The Charleston Library Society
When I was visiting family in the Charleston, South Carolina area last year, I came upon an article about a young man, Brien Beidler, who was hired in 2012 to be the Bindery Director at the Charleston Library Society at the age of 22! He had previously worked in the Addlestone Library when he was a student at the College of Charleston. Brien’s story stuck with me and several months ago I contacted him about the possibility of visiting with him the next time I was in the area. I had high hopes that I might learn from him in any way that I could. Brien replied almost immediately and was so enthusiastic and encouraging that I quickly realized I had contacted someone who would be a great supporter in my forays into the world of bookbinding and book arts. Brien is eager to share his own passion for books and bookbinding and he is even more enthusiastic when he recognizes someone who has the potential to share his passion for and appreciation of this almost lost art form.
Last week I had the good fortune to spend four days with Brien in his bindery at the Charleston Library Society. Brien guided me in completing my first two German 4 piece case-bound books. He was kind, encouraging, supportive, and patient as he enthusiastically shared his knowledge and experience while I tried to absorb everything that he and his doppelgänger assistant, James Davis, were able to demonstrate and teach me.
James and Brien
Before I address the actual book binding process and the true joy I felt in creating something so beautiful and useful from start to finish with my own two hands, I want to tell you a little bit about Brien. Brien has achieved a level of success that few in their mid-twenties can claim. Part of Brien’s success at such a young age can be attributed to luck – being in the right place at the right time. However, more importantly, his success can be attributed to a combination of his positive attitude, his initiative, his dedication, and his determination to continue learning, along with the support he received along the way. Brien is quick to credit those who have supported, encouraged, and mentored him from the beginning. I was fortunate enough to meet one of the people who helped Brien as he started on his journey to become a bona fide Book Binder, Marie Ferrara. Marie recently retired from her position as the Head of Special Collections in the Addlestone Library at the College of Charleston and moved away from the area, but she was in town for a brief visit and Brien invited me to join them for lunch. Brien’s admiration for Marie was evident during our lunch as he eagerly showed her some of his most recent binding efforts that included two books bound in hand hewn wood with his own handmade elaborate brass clasps. Brien had recently spent time in Idaho at a medieval binding workshop with Jim Croft and was so inspired and proud of his creations and experiences that his enthusiasm was infectious. Marie exhibited an equal admiration for Brien and will clearly continue to be a positive influence in his life and work. Brien has also received tremendous support and encouragment from Anne Cleveland, the Executive Director of the Charleston Library Society, who graciously stopped in to meet me during my time in the bindery. Coincidentally, both Marie and Anne have connections to Virginia, having attended school in the Charlottesville area.

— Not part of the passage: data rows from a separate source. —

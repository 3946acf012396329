use serde::{Deserialize, Serialize};
use ts_rs::TS;

/// API representation of a tenant user.
#[derive(Debug, Serialize, TS)]
#[ts(
    export,
    export_to = "../../../packages/api-types/src/generated/user-response.ts"
)]
pub struct UserResponse {
    pub id: String,
    pub tenant_id: String,
    pub email: String,
    pub display_name: String,
}

/// API representation of a todo item.
#[derive(Debug, Serialize, TS)]
#[ts(
    export,
    export_to = "../../../packages/api-types/src/generated/todo-response.ts"
)]
pub struct TodoResponse {
    pub id: String,
    pub tenant_id: String,
    pub title: String,
    pub completed: bool,
}

/// Incoming payload for todo creation.
#[derive(Debug, Deserialize, TS)]
#[ts(
    export,
    export_to = "../../../packages/api-types/src/generated/create-todo-request.ts"
)]
pub struct CreateTodoRequest {
    pub title: String,
}

/// Incoming payload for todo updates. Omitted fields stay unchanged.
#[derive(Debug, Default, Deserialize, TS)]
#[ts(
    export,
    export_to = "../../../packages/api-types/src/generated/update-todo-request.ts"
)]
pub struct UpdateTodoRequest {
    #[serde(default)]
    pub title: Option<String>,
    #[serde(default)]
    pub completed: Option<bool>,
}
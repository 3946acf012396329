use async_trait::async_trait;
use palisade_core::{AppResult, TenantContext};
use palisade_domain::{EntityState, TenantRecord, TenantUser, TodoId, TodoItem};

/// Entity registered with a unit of work together with its change state.
#[derive(Debug, Clone, PartialEq, Eq)]
pub struct PendingChange {
    /// Kind of write to perform.
    pub state: EntityState,
    /// Record to write.
    pub record: TenantRecord,
}

/// Port applying a batch of tenant-scoped changes.
#[async_trait]
pub trait ChangeStore: Send + Sync {
    /// Applies every change atomically and returns the number of rows written.
    ///
    /// Either all changes are persisted or none are.
    async fn apply(&self, context: &TenantContext, changes: &[PendingChange]) -> AppResult<usize>;
}

/// Port for tenant-scoped reads under the request's tenant context.
#[async_trait]
pub trait TenantReadRepository: Send + Sync {
    /// Lists users visible to the context tenant.
    async fn list_users(&self, context: &TenantContext) -> AppResult<Vec<TenantUser>>;

    /// Lists todos visible to the context tenant.
    async fn list_todos(&self, context: &TenantContext) -> AppResult<Vec<TodoItem>>;

    /// Finds one todo visible to the context tenant.
    async fn find_todo(
        &self,
        context: &TenantContext,
        todo_id: TodoId,
    ) -> AppResult<Option<TodoItem>>;
}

In the end, however, Brien is successful because of the time, effort, and thought that he puts into his work. He lives and breathes books and bookbinding. When he is not physically working, he is reading about books and bookbinding. He continually looks for opportunities to learn new things related to bookbinding. He also enjoys making his own bone folders and other hand tools. His work takes time and that time is often spent alone in the bindery I asked Brien if he gets lonely in his seemingly solitary work (James is a recent addition and is only around for a half day) and he said that he is always surprised by that question but that he gets it often. In fact, he isn’t at all lonely in his work – partly because, as I noticed over the four days, there is no time to be lonely. Time passes very quickly when you are focused and engrossed in the physical work of binding and creating. Brien also has a constant companion, his two-year old Brittany spaniel, Wren. Wren has perhaps one of the sweetest temperaments of any dog I have ever met. She has clearly been lovingly well-trained and often accompanies Brien to his bindery.

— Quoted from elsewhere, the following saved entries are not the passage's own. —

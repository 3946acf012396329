use super::checks::{check_postgres, check_row_level_security};
use super::*;

pub async fn health_handler(State(state): State<AppState>) -> (StatusCode, Json<HealthResponse>) {
    let postgres = check_postgres(state.postgres_pool.clone()).await;

    let ready = postgres.status != "error";
    let status = if ready { "ok" } else { "degraded" };
    let http_status = if ready {
        StatusCode::OK
    } else {
        StatusCode::SERVICE_UNAVAILABLE
    };

    (
        http_status,
        Json(HealthResponse {
            status,
            ready,
            postgres,
        }),
    )
}

pub async fn rls_health_handler(
    State(state): State<AppState>,
) -> (StatusCode, Json<RlsHealthResponse>) {
    let health = check_row_level_security(state.rls_health_check.clone()).await;
    let http_status = if health.is_healthy() {
        StatusCode::OK
    } else {
        StatusCode::SERVICE_UNAVAILABLE
    };

    (http_status, Json(RlsHealthResponse::from(health)))
}
use axum::Json;
use axum::extract::{Extension, Path, State};
use axum::http::StatusCode;
use palisade_core::TenantContext;
use palisade_domain::TodoId;
use uuid::Uuid;

use crate::dto::{CreateTodoRequest, TodoResponse, UpdateTodoRequest};
use crate::error::ApiResult;
use crate::state::AppState;

pub async fn list_todos_handler(
    State(state): State<AppState>,
    Extension(context): Extension<TenantContext>,
) -> ApiResult<Json<Vec<TodoResponse>>> {
    let todos = state
        .tenant_data_service
        .list_todos(&context)
        .await?
        .into_iter()
        .map(TodoResponse::from)
        .collect();

    Ok(Json(todos))
}

pub async fn create_todo_handler(
    State(state): State<AppState>,
    Extension(context): Extension<TenantContext>,
    Json(payload): Json<CreateTodoRequest>,
) -> ApiResult<(StatusCode, Json<TodoResponse>)> {
    let todo = state
        .tenant_data_service
        .create_todo(&context, payload.title.as_str())
        .await?;

    Ok((StatusCode::CREATED, Json(TodoResponse::from(todo))))
}

pub async fn update_todo_handler(
    State(state): State<AppState>,
    Extension(context): Extension<TenantContext>,
    Path(todo_id): Path<Uuid>,
    Json(payload): Json<UpdateTodoRequest>,
) -> ApiResult<Json<TodoResponse>> {
    let todo = state
        .tenant_data_service
        .update_todo(&context, TodoId::from_uuid(todo_id), payload.into())
        .await?;

    Ok(Json(TodoResponse::from(todo)))
}

pub async fn delete_todo_handler(
    State(state): State<AppState>,
    Extension(context): Extension<TenantContext>,
    Path(todo_id): Path<Uuid>,
) -> ApiResult<StatusCode> {
    state
        .tenant_data_service
        .delete_todo(&context, TodoId::from_uuid(todo_id))
        .await?;

    Ok(StatusCode::NO_CONTENT)
}
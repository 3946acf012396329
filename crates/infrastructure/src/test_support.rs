use sqlx::PgPool;
use sqlx::migrate::Migrator;
use sqlx::postgres::PgPoolOptions;
use uuid::Uuid;

use palisade_core::TenantId;

use crate::tenant_session::with_session_reset_hooks;

static MIGRATOR: Migrator = sqlx::migrate!("./migrations");

/// Connects to `DATABASE_URL` and applies migrations, or returns `None` when
/// the variable is unset so database tests are skipped.
pub(crate) async fn test_pool(max_connections: u32) -> Option<PgPool> {
    let Ok(database_url) = std::env::var("DATABASE_URL") else {
        return None;
    };

    let pool = match with_session_reset_hooks(PgPoolOptions::new())
        .max_connections(max_connections)
        .connect(database_url.as_str())
        .await
    {
        Ok(pool) => pool,
        Err(error) => panic!("failed to connect to DATABASE_URL in test: {error}"),
    };

    if let Err(error) = MIGRATOR.run(&pool).await {
        panic!("failed to run migrations for postgres tests: {error}");
    }

    Some(pool)
}

/// Returns a tenant id unique to one test run.
pub(crate) fn unique_tenant(prefix: &str) -> TenantId {
    TenantId::new(format!("{prefix}-{}", Uuid::new_v4())).unwrap_or_else(|_| unreachable!())
}
use palisade_application::{AdminReadAccessService, TenantDataService, TenantResolutionService};
use palisade_infrastructure::RowLevelSecurityHealthCheck;
use sqlx::PgPool;

use crate::auth::TokenVerifier;

/// Shared application state.
#[derive(Clone)]
pub struct AppState {
    pub token_verifier: TokenVerifier,
    pub tenant_resolution_service: TenantResolutionService,
    pub tenant_data_service: TenantDataService,
    pub admin_read_access_service: AdminReadAccessService,
    /// Absent when the API runs over in-memory storage.
    pub postgres_pool: Option<PgPool>,
    pub rls_health_check: Option<RowLevelSecurityHealthCheck>,
}
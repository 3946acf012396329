use palisade_application::UpdateTodoInput;
use palisade_domain::{TenantScoped, TenantUser, TodoItem};

use super::types::{TodoResponse, UpdateTodoRequest, UserResponse};

impl From<TenantUser> for UserResponse {
    fn from(user: TenantUser) -> Self {
        Self {
            id: user.id().to_string(),
            tenant_id: user.tenant_id().to_string(),
            email: user.email().as_str().to_owned(),
            display_name: user.display_name().as_str().to_owned(),
        }
    }
}

impl From<TodoItem> for TodoResponse {
    fn from(todo: TodoItem) -> Self {
        Self {
            id: todo.id().to_string(),
            tenant_id: todo.tenant_id().to_string(),
            title: todo.title().as_str().to_owned(),
            completed: todo.completed(),
        }
    }
}

impl From<UpdateTodoRequest> for UpdateTodoInput {
    fn from(request: UpdateTodoRequest) -> Self {
        Self {
            title: request.title,
            completed: request.completed,
        }
    }
}
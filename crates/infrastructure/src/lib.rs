//! Infrastructure adapters for application ports.

#![forbid(unsafe_code)]

mod in_memory_tenant_store;
mod postgres_admin_audit_repository;
mod postgres_role_repository;
mod postgres_tenant_store;
mod postgres_user_directory;
mod row_level_security_health;
mod tenant_session;

#[cfg(test)]
mod test_support;

pub use in_memory_tenant_store::InMemoryTenantStore;
pub use postgres_admin_audit_repository::PostgresAdminAuditRepository;
pub use postgres_role_repository::PostgresRoleRepository;
pub use postgres_tenant_store::{PostgresReadOnlyTenantStore, PostgresTenantStore};
pub use postgres_user_directory::PostgresUserDirectory;
pub use row_level_security_health::{REQUIRED_RLS_TABLES, RlsHealth, RowLevelSecurityHealthCheck};
pub use tenant_session::{
    CommandSessionBinder, ConnectionSessionBinder, TenantBoundPool, TenantConnection,
    TenantSessionSink, TenantTransaction, with_session_reset_hooks,
};
use axum::extract::{Request, State};
use axum::http::{HeaderMap, header};
use axum::middleware::Next;
use axum::response::Response;
use palisade_core::{IdentityClaims, TenantContext};
use tracing::debug;

use crate::error::ApiResult;
use crate::state::AppState;

const BEARER_PREFIX: &str = "Bearer ";

/// Attaches verified claims to the request when a valid bearer token is sent.
///
/// Requests without a usable token continue unauthenticated; tenant resolution
/// decides whether the path requires identity.
pub async fn authenticate(
    State(state): State<AppState>,
    mut request: Request,
    next: Next,
) -> Response {
    if let Some(token) = bearer_token(request.headers()) {
        match state.token_verifier.verify(token) {
            Ok(claims) => {
                request.extensions_mut().insert(claims);
            }
            Err(error) => {
                debug!(%error, path = request.uri().path(), "ignoring unverifiable bearer token");
            }
        }
    }

    next.run(request).await
}

/// Resolves the acting tenant and stores a fresh [`TenantContext`] in the
/// request extensions. Bypassed paths and tenantless operator requests
/// receive an empty context.
pub async fn resolve_tenant(
    State(state): State<AppState>,
    mut request: Request,
    next: Next,
) -> ApiResult<Response> {
    let context = TenantContext::new();
    let claims = request.extensions().get::<IdentityClaims>().cloned();

    state
        .tenant_resolution_service
        .resolve_into(request.uri().path(), claims.as_ref(), &context)
        .await?;

    request.extensions_mut().insert(context);
    Ok(next.run(request).await)
}

fn bearer_token(headers: &HeaderMap) -> Option<&str> {
    headers
        .get(header::AUTHORIZATION)
        .and_then(|value| value.to_str().ok())
        .and_then(|value| value.strip_prefix(BEARER_PREFIX))
        .map(str::trim)
        .filter(|token| !token.is_empty())
}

Brien is also not lonely in his work because he reaches out and networks with others who are as equally excited, passionate and inspired by bookbinding, and book and paper arts. He is the co-founder, along with artist Kris Westerson, of the recently established Charleston Book Union. Thanks to Brien I was able to meet Kris and another member and artist, Jocelyn Chateauvert during the fast four days I spent in Charleston.
Perhaps one of the most important things I learned during my time with Brien, after learning that it takes a lot of time to properly bind a single book (and we were not even working with leather), is how inclusive and supportive the small but worldwide community of bookbinders and book and paper artists is. I have long lurked on the Book Arts listserv and now feel less intimidated and more inspired than ever to connect with and learn from this creative and inspiring community. I can’t thank Brien enough for being so gracious and supportive and willing to share some of his experience and knowledge with me.